> Problem statement: Find every line in the listing below that includes the word "steps", then give only how many there are.
# # #
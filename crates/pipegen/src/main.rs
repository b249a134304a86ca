//! pipegen CLI
//!
//! Prints the Buildkite pipeline of the current build on stdout.

// The panic hook reports on stderr
#![allow(clippy::print_stderr)]

use pipegen::cli::{self, Commands, EXIT_OK, exit_code_for, render_error};
use pipegen::commands::{Context, execute, write_output};
use pipegen::tracing::init_tracing;
use std::io;

fn main() {
    std::panic::set_hook(Box::new(|panic_info| {
        eprintln!("Application panicked: {panic_info}");
        eprintln!("Internal error occurred. Run with RUST_LOG=debug for more information.");
    }));

    let cli = cli::parse();

    if let Err(err) = init_tracing(cli.log_format, cli.level) {
        eprintln!("{err:?}");
    }

    let command = cli.command.clone().unwrap_or_else(Commands::default_generate);
    let span = pipegen::command_span!(command.name());
    let _guard = span.enter();

    let ctx = Context::from_process(cli.repo.clone(), cli.settings.clone());
    let result = execute(&command, &ctx)
        .and_then(|output| write_output(&mut io::stdout().lock(), &output));
    let exit_code = match result {
        Ok(()) => EXIT_OK,
        Err(err) => {
            tracing::debug!(command = command.name(), "command failed");
            render_error(&err);
            exit_code_for(&err)
        }
    };
    std::process::exit(exit_code);
}
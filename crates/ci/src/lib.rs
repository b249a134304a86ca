//! Pipeline generation for the Sourcegraph monorepo
//!
//! A build is described by its Buildkite environment. [`Config::compute`]
//! classifies it into a [`RunType`] and a [`Diff`] of the changed files;
//! [`generate_pipeline`] turns that into a Buildkite [`Pipeline`] built from
//! the step types in [`steps`].
//!
//! ```no_run
//! use pipegen_ci::{Config, GitCli, Settings, generate_pipeline};
//! use std::path::Path;
//!
//! let git = GitCli::new(".");
//! let config = Config::from_env(&git, Path::new("."))?;
//! let pipeline = generate_pipeline(&config, &Settings::default(), &git)?;
//! println!("{}", pipegen_buildkite::to_json(&pipeline)?);
//! # Ok::<(), Box<dyn std::error::Error>>(())
//! ```

pub mod bazel;
pub mod changed;
pub mod config;
pub mod error;
pub mod generate;
pub mod git;
pub mod images;
pub mod operations;
pub mod render;
pub mod runtype;
pub mod settings;
pub mod steps;

pub use changed::{ChangedFiles, Diff, parse_diff, parse_diff_in};
pub use config::{Config, MessageFlags};
pub use error::{Error, Result};
pub use generate::{
    CoreTestOptions, core_test_operations, generate_pipeline, operations_for, pipeline_env,
};
pub use git::{Git, GitCli, StaticGit};
pub use operations::{Operation, Set};
pub use render::{render_docs, render_preview};
pub use runtype::{RunType, branch_for_run_type};
pub use settings::Settings;

pub use pipegen_buildkite::Pipeline;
# # #
> Answer box: 2